DATA Block Start
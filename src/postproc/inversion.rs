use crate::StrError;
use std::collections::BTreeMap;
use std::ffi::OsStr;
use std::fs;
use std::path::Path;

/// Holds the parameter blocks of a SHEMAT-Suite parameter file, keyed by the header line
pub type ParamBlocks = BTreeMap<String, Vec<Vec<f64>>>;

/// Holds a table of simulated and observed values at the data nodes of a model
///
/// Typical columns are `i j k unit calc obs`.
#[derive(Clone, Debug, PartialEq)]
pub struct InvData {
    /// Column names
    pub columns: Vec<String>,

    /// Rows of values
    pub rows: Vec<Vec<f64>>,
}

impl InvData {
    /// Parses the content of a SHEMAT-Suite data file
    ///
    /// The first two lines are skipped. The third line is the header whose first
    /// token is a comment marker. The remaining lines are whitespace-separated values.
    pub fn parse(content: &str) -> Result<Self, StrError> {
        let mut lines = content.lines().skip(2);
        let header = lines.next().ok_or("data file must have a header line after two leading lines")?;
        let columns: Vec<String> = header.split_whitespace().skip(1).map(|s| s.to_string()).collect();
        if columns.is_empty() {
            return Err("the header of the data file has no column names");
        }
        let mut rows = Vec::new();
        for line in lines {
            if line.trim().is_empty() {
                continue;
            }
            let row = line
                .split_whitespace()
                .map(|s| s.parse::<f64>().map_err(|_| "cannot parse value in data file"))
                .collect::<Result<Vec<_>, _>>()?;
            if row.len() != columns.len() {
                return Err("the number of values in a row must equal the number of columns");
            }
            rows.push(row);
        }
        Ok(InvData { columns, rows })
    }

    /// Returns the values of a column
    pub fn column(&self, name: &str) -> Result<Vec<f64>, StrError> {
        let index = self
            .columns
            .iter()
            .position(|c| c == name)
            .ok_or("column does not exist in the data table")?;
        Ok(self.rows.iter().map(|row| row[index]).collect())
    }

    /// Returns the rows matching a predicate on a given column
    pub fn filter<F>(&self, name: &str, mut predicate: F) -> Result<InvData, StrError>
    where
        F: FnMut(f64) -> bool,
    {
        let index = self
            .columns
            .iter()
            .position(|c| c == name)
            .ok_or("column does not exist in the data table")?;
        Ok(InvData {
            columns: self.columns.clone(),
            rows: self.rows.iter().filter(|row| predicate(row[index])).cloned().collect(),
        })
    }
}

/// Loads a SHEMAT-Suite data file with simulated and observed values
pub fn load_inv<P>(full_path: &P) -> Result<InvData, StrError>
where
    P: AsRef<OsStr> + ?Sized,
{
    let content = fs::read_to_string(Path::new(full_path)).map_err(|_| "cannot read file")?;
    InvData::parse(&content)
}

/// Parses the content of a parameter file written by a gradient-based inversion
///
/// Each block starts with a header line beginning with `#` (or `%`, which is
/// treated as `#`). Each row of a block is truncated at the `unit` token and the
/// remaining values are parsed. Blank lines and lines before the first header
/// are ignored.
pub fn parse_param_blocks(content: &str) -> Result<ParamBlocks, StrError> {
    let mut blocks = ParamBlocks::new();
    let mut current: Option<String> = None;
    for raw in content.lines() {
        let line = raw.replace('%', "#");
        if line.starts_with('#') {
            let key = line.trim_end().to_string();
            blocks.entry(key.clone()).or_insert_with(Vec::new);
            current = Some(key);
            continue;
        }
        if line.trim().is_empty() {
            continue;
        }
        let key = match &current {
            Some(k) => k,
            None => continue,
        };
        let tokens: Vec<&str> = line.split_whitespace().collect();
        let end = tokens
            .iter()
            .position(|t| *t == "unit")
            .ok_or("row of parameter block must contain the 'unit' token")?;
        let row = tokens[..end]
            .iter()
            .map(|s| s.parse::<f64>().map_err(|_| "cannot parse value in parameter block"))
            .collect::<Result<Vec<_>, _>>()?;
        if let Some(block) = blocks.get_mut(key) {
            block.push(row);
        }
    }
    Ok(blocks)
}

/// Reads a parameter file written by a gradient-based inversion
pub fn read2dict<P>(full_path: &P) -> Result<ParamBlocks, StrError>
where
    P: AsRef<OsStr> + ?Sized,
{
    let content = fs::read_to_string(Path::new(full_path)).map_err(|_| "cannot read file")?;
    parse_param_blocks(&content)
}

////////////////////////////////////////////////////////////////////////////////////////////////////////////////////////

#[cfg(test)]
mod tests {
    use super::{load_inv, parse_param_blocks, InvData};
    use crate::StrError;

    const DATA: &str = "SHEMAT-Suite data file\n\
                        records = 3\n\
                        % i j k unit calc obs\n\
                        3 4 10 2 45.5 46.0\n\
                        3 4 11 2 40.1 40.0\n\
                        5 1 11 3 38.2 37.9\n";

    #[test]
    fn parse_works() -> Result<(), StrError> {
        let data = InvData::parse(DATA)?;
        assert_eq!(data.columns, vec!["i", "j", "k", "unit", "calc", "obs"]);
        assert_eq!(data.rows.len(), 3);
        assert_eq!(data.column("calc")?, vec![45.5, 40.1, 38.2]);
        assert_eq!(data.column("temp").err(), Some("column does not exist in the data table"));
        let sub = data.filter("i", |v| v == 3.0)?;
        assert_eq!(sub.rows.len(), 2);
        Ok(())
    }

    #[test]
    fn parse_captures_errors() {
        assert_eq!(
            InvData::parse("a\nb\n").err(),
            Some("data file must have a header line after two leading lines")
        );
        assert_eq!(
            InvData::parse("a\nb\n% i j\n1 2 3\n").err(),
            Some("the number of values in a row must equal the number of columns")
        );
        assert_eq!(
            InvData::parse("a\nb\n% i j\n1 x\n").err(),
            Some("cannot parse value in data file")
        );
        assert_eq!(load_inv("/tmp/openwf/__does_not_exist__").err(), Some("cannot read file"));
    }

    #[test]
    fn parse_param_blocks_works() -> Result<(), StrError> {
        let content = "% units (aposteriori), iter =   final\n\
                       0.1  1.0  1.0  2.5  unit 1 Keuper\n\
                       0.05  1.0  1.0  3.1  unit 2 Lias\n\
                       \n\
                       # bcunits (aposteriori), iter =   final\n\
                       1.0  72.5  unit 1\n";
        let blocks = parse_param_blocks(content)?;
        assert_eq!(blocks.len(), 2);
        let units = blocks.get("# units (aposteriori), iter =   final").unwrap();
        assert_eq!(units.len(), 2);
        assert_eq!(units[1], vec![0.05, 1.0, 1.0, 3.1]);
        let bc = blocks.get("# bcunits (aposteriori), iter =   final").unwrap();
        assert_eq!(bc[0][1], 72.5);

        assert_eq!(
            parse_param_blocks("# block\n1.0 2.0\n").err(),
            Some("row of parameter block must contain the 'unit' token")
        );
        Ok(())
    }
}
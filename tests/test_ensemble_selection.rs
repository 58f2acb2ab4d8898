use openwf::postproc::{c_rmse, rejection};
use openwf::preproc::{conc_lithblocks, topomask, write_ensemble_json};
use openwf::StrError;
use russell_lab::{approx_eq, Matrix, Vector};
use std::fs;

#[test]
fn test_ensemble_selection() -> Result<(), StrError> {
    // two files with realizations of a 1 x 1 x 3 model
    let dir = format!("{}/ensemble_selection", openwf::base::DEFAULT_TEST_DIR);
    let _ = fs::remove_dir_all(&dir);
    write_ensemble_json(&format!("{}/part_0.json", dir), &vec![vec![1.0, 1.0, 2.0], vec![1.0, 2.0, 2.0]])?;
    write_ensemble_json(&format!("{}/part_1.json", dir), &vec![vec![1.0, 1.0, 1.0]])?;
    let blocks = conc_lithblocks(&dir)?;
    assert_eq!(blocks.len(), 3);
    assert_eq!(blocks[2], vec![1.0, 1.0, 1.0]);

    // every realization is masked with the same topography
    let mask = [false, false, true];
    for block in &blocks {
        let liths = topomask(block, &mask, [1, 1, 3])?;
        assert_eq!(liths.get(0, 0, 2), liths.as_slice().iter().copied().max().unwrap_or(0));
    }

    // simulated temperatures at two observation points (rows) for each realization (columns)
    let predicted = Matrix::from(&[[41.0, 40.0, 44.0], [52.0, 50.5, 47.0]]);
    let observed = Vector::from(&[40.0, 50.0]);
    let rmse = c_rmse(&predicted, &observed)?;
    approx_eq(rmse[0], f64::sqrt((1.0 + 4.0) / 2.0), 1e-15);
    approx_eq(rmse[1], f64::sqrt(0.25 / 2.0), 1e-15);

    // realizations with smaller error are always accepted
    let selected = rejection(rmse.as_data(), 1e-9, false, 7)?;
    assert_eq!(selected.accepted, vec![1]);
    Ok(())
}
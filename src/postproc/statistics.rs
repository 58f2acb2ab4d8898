use crate::StrError;
use rand::rngs::StdRng;
use rand::{Rng, SeedableRng};
use russell_lab::{Matrix, Vector};
use tracing::info;

/// Holds the result of the rejection sampling
#[derive(Clone, Debug, PartialEq)]
pub struct Rejection {
    /// Indices of the accepted realizations
    pub accepted: Vec<usize>,

    /// Acceptance probabilities of the realizations accepted despite a larger error
    pub probabilities: Vec<f64>,
}

/// Converts a temperature from Fahrenheit to Celsius
///
/// If `difference` is true, the value is a temperature difference and no offset is applied.
pub fn fahrenheit_to_celsius(temp_fahrenheit: f64, difference: bool) -> f64 {
    if difference {
        temp_fahrenheit * 5.0 / 9.0
    } else {
        (temp_fahrenheit - 32.0) * 5.0 / 9.0
    }
}

/// Computes the median of the values
pub fn median(values: &[f64]) -> Result<f64, StrError> {
    if values.is_empty() {
        return Err("cannot compute the median of an empty array");
    }
    let mut sorted = values.to_vec();
    sorted.sort_by(|a, b| a.partial_cmp(b).unwrap_or(std::cmp::Ordering::Equal));
    let n = sorted.len();
    if n % 2 == 1 {
        Ok(sorted[n / 2])
    } else {
        Ok((sorted[n / 2 - 1] + sorted[n / 2]) / 2.0)
    }
}

/// Computes the root-mean-square error of each realization
///
/// # Input
///
/// * `predicted` -- (n_data, n_realization) matrix with the simulated values
/// * `target` -- (n_data) vector with the observed values
///
/// # Output
///
/// Returns a (n_realization) vector with the RMSE of each column.
pub fn c_rmse(predicted: &Matrix, target: &Vector) -> Result<Vector, StrError> {
    let (nrow, ncol) = predicted.dims();
    if target.dim() != nrow {
        return Err("the number of target values must equal the number of rows of the predictions");
    }
    if nrow == 0 {
        return Err("at least one data point is required");
    }
    let mut rmse = Vector::new(ncol);
    for j in 0..ncol {
        let mut sum = 0.0;
        for i in 0..nrow {
            let diff = predicted.get(i, j) - target[i];
            sum += diff * diff;
        }
        rmse[j] = f64::sqrt(sum / nrow as f64);
    }
    Ok(rmse)
}

/// Selects realizations of an ensemble by rejection sampling on their errors
///
/// A realization is accepted if its error is smaller than the reference error,
/// or else with probability `exp(-(rmse - reference) / u_g)`. Every accepted
/// realization becomes the new reference.
///
/// # Input
///
/// * `rmse` -- the error of each realization
/// * `u_g` -- the uncertainty controlling the acceptance of worse realizations
/// * `use_median` -- start with the median error as reference (and test all realizations);
///   otherwise start with the first error (and test the remaining ones)
/// * `seed` -- seed of the random number generator
pub fn rejection(rmse: &[f64], u_g: f64, use_median: bool, seed: u64) -> Result<Rejection, StrError> {
    if rmse.is_empty() {
        return Err("at least one realization is required");
    }
    if u_g <= 0.0 {
        return Err("the uncertainty u_g must be > 0.0");
    }
    let mut rng = StdRng::seed_from_u64(seed);
    let (mut reference, start) = if use_median {
        (median(rmse)?, 0)
    } else {
        (rmse[0], 1)
    };
    let mut accepted = Vec::new();
    let mut probabilities = Vec::new();
    for (i, value) in rmse.iter().enumerate().skip(start) {
        if *value < reference {
            reference = *value;
            accepted.push(i);
        } else {
            let probability = f64::exp(-(value - reference) / u_g);
            if rng.random::<f64>() < probability {
                probabilities.push(probability);
                reference = *value;
                accepted.push(i);
            }
        }
    }
    info!(count = accepted.len(), "realizations were accepted");
    Ok(Rejection {
        accepted,
        probabilities,
    })
}

////////////////////////////////////////////////////////////////////////////////////////////////////////////////////////
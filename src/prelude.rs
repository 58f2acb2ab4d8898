//! Makes available common structures needed to prepare and evaluate a model
//!
//! You may write `use openwf::prelude::*` in your code and obtain
//! access to commonly used functionality.

pub use crate::base::{Axis, Grid3, Order, RegularGrid, DEFAULT_OUT_DIR, DEFAULT_TEST_DIR};
pub use crate::postproc::{
    calc_cond_hf, calc_cond_hf_along, calc_cond_hf_over_interval, calc_tgradient, find_nearest, load_inv, Dataset,
    HeatFlow, InvData,
};
pub use crate::preproc::{
    encode_lithology, topomask, BcRecord, ExportConfig, LateralBoundaries, ShematInput, UnitProps, UnitRun,
    UnitTable,
};
use super::Dataset;
use crate::base::Grid3;
use crate::StrError;

// coefficients of the numerator of the enthalpy approximation
const YY: [f64; 10] = [
    0.25623465e-3,
    0.10184405e-2,
    0.22554970e-4,
    0.34836663e-7,
    0.41769866e-2,
    -0.21244879e-4,
    0.25493516e-7,
    0.89557885e-4,
    0.10855046e-6,
    -0.21720560e-6,
];

// coefficients of the denominator of the enthalpy approximation
const ZZ: [f64; 10] = [
    0.10000000e+1,
    0.23513278e-1,
    0.48716386e-4,
    -0.19935046e-8,
    -0.50770309e-2,
    0.57780287e-5,
    0.90972916e-9,
    -0.58981537e-4,
    -0.12990752e-7,
    0.45872518e-8,
];

/// Calculates the specific isobaric heat capacity of water in J/(kg K)
///
/// Uses the rational function approximation of the enthalpy given by
/// Zyvoloski et al. (1997) and differentiates it with respect to temperature.
///
/// # Input
///
/// * `t` -- temperature in °C
/// * `p` -- pressure in MPa
///
/// # Reference
///
/// Zyvoloski GA, Robinson BA, Dash ZV, Trease LL (1997) Summary of the models and
/// methods for the FEHM application -- a finite-element heat- and mass-transfer code.
pub fn water_heat_capacity(t: f64, p: f64) -> f64 {
    let (p2, t2) = (p * p, t * t);
    let (p3, t3) = (p2 * p, t2 * t);
    let (tp, tp2, t2p) = (t * p, t * p2, t2 * p);

    let ta = YY[0] + YY[1] * p + YY[2] * p2 + YY[3] * p3 + YY[4] * t
        + YY[5] * t2 + YY[6] * t3 + YY[7] * tp + YY[8] * tp2 + YY[9] * t2p;
    let tb = ZZ[0] + ZZ[1] * p + ZZ[2] * p2 + ZZ[3] * p3 + ZZ[4] * t
        + ZZ[5] * t2 + ZZ[6] * t3 + ZZ[7] * tp + ZZ[8] * tp2 + ZZ[9] * t2p;

    // derivatives with respect to temperature
    let da = YY[4] + 2.0 * YY[5] * t + 3.0 * YY[6] * t2 + YY[7] * p + YY[8] * p2 + 2.0 * YY[9] * tp;
    let db = ZZ[4] + 2.0 * ZZ[5] * t + 3.0 * ZZ[6] * t2 + ZZ[7] * p + ZZ[8] * p2 + 2.0 * ZZ[9] * tp;

    // quotient rule; the enthalpy is in MJ/kg
    let denth_dt = da / tb - ta * db / (tb * tb);
    denth_dt * 1.0e6
}

/// Calculates the heat capacity of water for all cells
///
/// Requires the fields `temp` (°C) and `pres` (Pa).
pub fn heatcapacity(data: &Dataset) -> Result<Grid3<f64>, StrError> {
    let temp = data.field("temp")?;
    let pres = data.field("pres")?;
    temp.zip_with(pres, |t, p| water_heat_capacity(t, p * 1e-6))
}

////////////////////////////////////////////////////////////////////////////////////////////////////////////////////////

#[cfg(test)]
mod tests {
    use super::{heatcapacity, water_heat_capacity};
    use crate::base::Grid3;
    use crate::postproc::Dataset;
    use crate::StrError;

    #[test]
    fn water_heat_capacity_is_realistic() {
        // liquid water between 10 and 150 °C at 10 MPa: 4.1 to 4.3 kJ/(kg K)
        for t in [10.0, 50.0, 100.0, 150.0] {
            let cp = water_heat_capacity(t, 10.0);
            assert!(cp > 4000.0 && cp < 4400.0, "cp({}) = {}", t, cp);
        }
    }

    #[test]
    fn heatcapacity_works() -> Result<(), StrError> {
        let mut data = Dataset::new();
        data.add_field("temp", Grid3::filled([1, 1, 2], 60.0))?
            .add_field("pres", Grid3::filled([1, 1, 2], 20e6))?;
        let cp = heatcapacity(&data)?;
        assert_eq!(cp.get(0, 0, 1), water_heat_capacity(60.0, 20.0));
        Ok(())
    }
}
DATA Block End
■ **WHAT THIS TASK INVOLVES**: Copy every line from the entries that contains the word "ParamBlocks".

■ **RESPONSE TO THE TASK**:
pub type ParamBlocks = BTreeMap<String, Vec<Vec<f64>>>;
pub fn parse_param_blocks(content: &str) -> Result<ParamBlocks, StrError> {
    let mut blocks = ParamBlocks::new();
pub fn read2dict<P>(full_path: &P) -> Result<ParamBlocks, StrError>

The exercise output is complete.